Posteado por: Pablo | Septiembre 7, 2008

Teléfono rojo. Volamos hacia Moscú

La traducción literal de Dr. Strangelove or: How I learned to stop worrying and love the bomb sería, por si alguien necesita una pequeña ayuda, Dr. Strangelove o: Cómo aprendí a dejar de preocuparme y amar la bomba; el tal “doctor Strangelove” es uno de los personajes, sin duda el más genial y retorcido, de la descacharrante galería creada por Kubrick y compañía; la bomba, está claro, es la nuclear.

Retrocedamos en el tiempo. Estamos en 1964. A Stanley Kubrick, que viene de maravillar con Atraco perfecto, Senderos de gloria, Espartaco y Lolita, le preocupa que el mundo reviente de un momento a otro por culpa de la escalada de tensiones entre americanos y soviéticos a cuenta de la Guerra Fría. Hoy, echarle un vistazo a los montajes de Ahmadineyad y sus ayatolás nos mueve a una risa mitad irónica mitad recelosa, pero hace algo más de 40 años, que una sucesión de ataques nucleares redujera el planeta a una pelota achurrascada no era, para nada, una paranoia infundada.

Kubrick compra los derechos de una novela sobre el tema (unos y otros, en su locura, nos llevan al holocausto nuclear), pero a medida que trabaja en el guión, nota cómo el gusanillo de convertir el drama inicial en comedia cobra una fuerza tal que ya no hay marcha atrás. Llegado a este punto, no puede resistir otra tentación: la de contratar al genial, loco e irrepetible Peter Sellers, del que había quedado muy contento tras dirigirle en Lolita.

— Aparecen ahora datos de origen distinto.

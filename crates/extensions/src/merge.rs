//! In-place editing of loosely ordered sequences where entries are identified
//! by a key: command line flags by prefix, and environment variables, volume
//! mounts, volumes, containers and unit options by name.
//!
//! All `ensure_*` functions are idempotent. A replaced entry keeps its index,
//! new entries are appended, and when several entries match the first one
//! wins.

use k8s_openapi::api::core::v1::{Container, EnvVar, Volume, VolumeMount};

use crate::unit::UnitOption;

/// Returns the index of the first item equal to `value`.
pub fn string_index(items: &[String], value: &str) -> Option<usize> {
    items.iter().position(|item| item == value)
}

/// Returns the index of the first item starting with `prefix`.
pub fn string_with_prefix_index(items: &[String], prefix: &str) -> Option<usize> {
    items.iter().position(|item| item.starts_with(prefix))
}

/// Ensures `value` is present, appending it if missing.
pub fn ensure_string(items: &mut Vec<String>, value: &str) {
    if string_index(items, value).is_none() {
        items.push(value.to_owned());
    }
}

/// Removes the first item equal to `value`.
pub fn ensure_no_string(items: &mut Vec<String>, value: &str) {
    if let Some(i) = string_index(items, value) {
        items.remove(i);
    }
}

/// Ensures exactly one item starts with `prefix` and that it equals
/// `prefix + value`. An existing item is replaced at its index.
pub fn ensure_string_with_prefix(items: &mut Vec<String>, prefix: &str, value: &str) {
    let wanted = format!("{}{}", prefix, value);
    match string_with_prefix_index(items, prefix) {
        Some(i) => {
            if items[i] != wanted {
                items[i] = wanted;
            }
            let mut seen = false;
            items.retain(|item| {
                if !item.starts_with(prefix) {
                    return true;
                }
                let keep = !seen;
                seen = true;
                keep
            });
        }
        None => items.push(wanted),
    }
}

/// Removes the first item starting with `prefix`.
pub fn ensure_no_string_with_prefix(items: &mut Vec<String>, prefix: &str) {
    if let Some(i) = string_with_prefix_index(items, prefix) {
        items.remove(i);
    }
}

fn split_values<'a>(item: &'a str, prefix: &str, sep: &str) -> Vec<&'a str> {
    item[prefix.len()..]
        .split(sep)
        .filter(|v| !v.is_empty())
        .collect()
}

/// Treats the suffix of the item starting with `prefix` as a `sep` delimited
/// set and ensures it contains `value`. Appends `prefix + value` if no item
/// starts with `prefix`.
pub fn ensure_string_with_prefix_contains(
    items: &mut Vec<String>,
    prefix: &str,
    value: &str,
    sep: &str,
) {
    match string_with_prefix_index(items, prefix) {
        Some(i) => {
            let mut values = split_values(&items[i], prefix, sep);
            if !values.contains(&value) {
                values.push(value);
                items[i] = format!("{}{}", prefix, values.join(sep));
            }
        }
        None => items.push(format!("{}{}", prefix, value)),
    }
}

/// Removes `value` from the `sep` delimited set held by the item starting with
/// `prefix`. The item itself is kept, even if its set becomes empty.
pub fn ensure_no_string_with_prefix_contains(
    items: &mut [String],
    prefix: &str,
    value: &str,
    sep: &str,
) {
    if let Some(i) = string_with_prefix_index(items, prefix) {
        let mut values = split_values(&items[i], prefix, sep);
        if let Some(j) = values.iter().position(|v| *v == value) {
            values.remove(j);
            items[i] = format!("{}{}", prefix, values.join(sep));
        }
    }
}

/// Entries identified by their name.
pub trait Named {
    /// The identifying name.
    fn name(&self) -> &str;
}

impl Named for EnvVar {
    fn name(&self) -> &str {
        &self.name
    }
}

impl Named for VolumeMount {
    fn name(&self) -> &str {
        &self.name
    }
}

impl Named for Volume {
    fn name(&self) -> &str {
        &self.name
    }
}

impl Named for Container {
    fn name(&self) -> &str {
        &self.name
    }
}

/// Returns the index of the first entry called `name`.
pub fn named_index<T: Named>(items: &[T], name: &str) -> Option<usize> {
    items.iter().position(|item| item.name() == name)
}

/// Returns a mutable reference to the first entry called `name`.
pub fn find_named<'a, T: Named>(items: &'a mut [T], name: &str) -> Option<&'a mut T> {
    items.iter_mut().find(|item| item.name() == name)
}

/// Ensures an entry equal to `item` exists. An entry with the same name that
/// differs in any field is replaced at its index.
pub fn ensure_named<T: Named + PartialEq>(items: &mut Vec<T>, item: T) {
    match named_index(items, item.name()) {
        Some(i) => {
            if items[i] != item {
                items[i] = item;
            }
        }
        None => items.push(item),
    }
}

/// Removes the first entry called `name`.
pub fn ensure_no_named<T: Named>(items: &mut Vec<T>, name: &str) {
    if let Some(i) = named_index(items, name) {
        items.remove(i);
    }
}

/// Ensures the environment variable exists with exactly these fields.
pub fn ensure_env_var(container: &mut Container, env: EnvVar) {
    ensure_named(container.env.get_or_insert_with(Vec::new), env);
}

/// Ensures the volume mount exists with exactly these fields.
pub fn ensure_volume_mount(container: &mut Container, mount: VolumeMount) {
    ensure_named(container.volume_mounts.get_or_insert_with(Vec::new), mount);
}

/// Ensures the volume exists with exactly these fields.
pub fn ensure_volume(volumes: &mut Option<Vec<Volume>>, volume: Volume) {
    ensure_named(volumes.get_or_insert_with(Vec::new), volume);
}

/// Returns the index of the first unit option matching section and name.
pub fn unit_option_index(options: &[UnitOption], section: &str, name: &str) -> Option<usize> {
    options
        .iter()
        .position(|o| o.section == section && o.name == name)
}

/// Returns a mutable reference to the first unit option matching section and
/// name.
pub fn unit_option_with_section_and_name<'a>(
    options: &'a mut [UnitOption],
    section: &str,
    name: &str,
) -> Option<&'a mut UnitOption> {
    options
        .iter_mut()
        .find(|o| o.section == section && o.name == name)
}

/// Ensures the unit option exists with exactly this value.
pub fn ensure_unit_option(options: &mut Vec<UnitOption>, option: UnitOption) {
    match unit_option_index(options, &option.section, &option.name) {
        Some(i) => {
            if options[i] != option {
                options[i] = option;
            }
        }
        None => options.push(option),
    }
}

/// Removes the first unit option matching section and name.
pub fn ensure_no_unit_option(options: &mut Vec<UnitOption>, section: &str, name: &str) {
    if let Some(i) = unit_option_index(options, section, name) {
        options.remove(i);
    }
}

En la adaptación de la novela de Nabokov, Sellers, así estaba en el texto original, adoptaba el rol de tres personajes, que no eran sino uno más dos disfraces. Ahora, en Teléfono rojo…, hará lo propio pero irá más allá: serán tres personajes completamente independientes, un oficial de la RAF, el presidente de USA y el maníaco, nazi, impedido Dr. Strangelove; de hecho, Sellers estaba fichado para encarnar a un cuarto rol, el del Mayor Kong, pero una lesión frustra el cuádruple papel.

Con estos mimbres, Kubrick teje una demoledora denuncia de la locura militar y la psicosis nuclear con un punto de partida que parece sencillo (un general de brigada, enajenado, ordena por su cuenta un ataque nuclear contra Rusia) pero evoluciona de forma brillante, mostrando cómo los desesperados intentos por evitar que ese acto de desobediencia acabe desembocando en un Plan de Aniquilación Total (que Moscú ha programado en caso de ser agredido el país) se van viendo frustrados uno a uno, de forma tan absurda como implacable.

El guión, sublime, se apoya asimismo en un elenco de personajes al que da vida un reparto en estado de gracia:

Sellers es hilarante como el remilgado -casi afeminado- capitán Mandrake; brutalmente irrisiorio como el Presidente, con sus charlas impagables -unas veces parece que habla con un amigo, otras, con su pareja- con el líder ruso; y definitivamente mortal, de risa, como el Dr. Strangelove, consejero chiflado, paradigma del científico ido, postrado en una silla de ruedas y aquejado de una extraña rigidez que, sin que él pueda controlarlo, se ve burlada por repentinos accesos espasmódicos que hacen que su brazo derecho se lance a ejecutar el saludo nazi (este es su pasado); su propuesta final, como solución al supuesto holocausto, es sencillamente brutal.

Sterling Hayden, ayudado por los contrapicados en primerísimo plano que le sirve Kubrick, llega a poner la piel de gallina con sus paranoicos argumentos para conducir al país al enfrentamiento abierto; George C. Scott, recordado por sus tipos bruscos y violentos, es aquí un militar nervioso, siempre mascando chicle, genial en sus réplicas al presidente y las conversaciones con su amante en plena War Room; y, por último, esos secundarios salidos de alguna chistera de mago olvidada en un rincón, como el coronel Bat Guano o el embajador ruso y sus mil cámaras disimuladas para fotografiar todo lo que puede.

Sólo un genio como Kubrick podía cambiar sus planes a mitad de ejecución y servirse de la sátira para demoler los preceptos de unos primeros 60 en los que la guerra nuclear se antojaba el final inevitable. Decir que ha sido una de las películas más influyentes de todos los tiempos es tan obvio que casi sonroja escribirlo. Pero es así. Teléfono rojo… sigue tan vigente en 2008 como entonces, y al igual que el día de su estreno, sigue siendo prácticamente imposible no reír y mantenerse en tensión casi al mismo tiempo.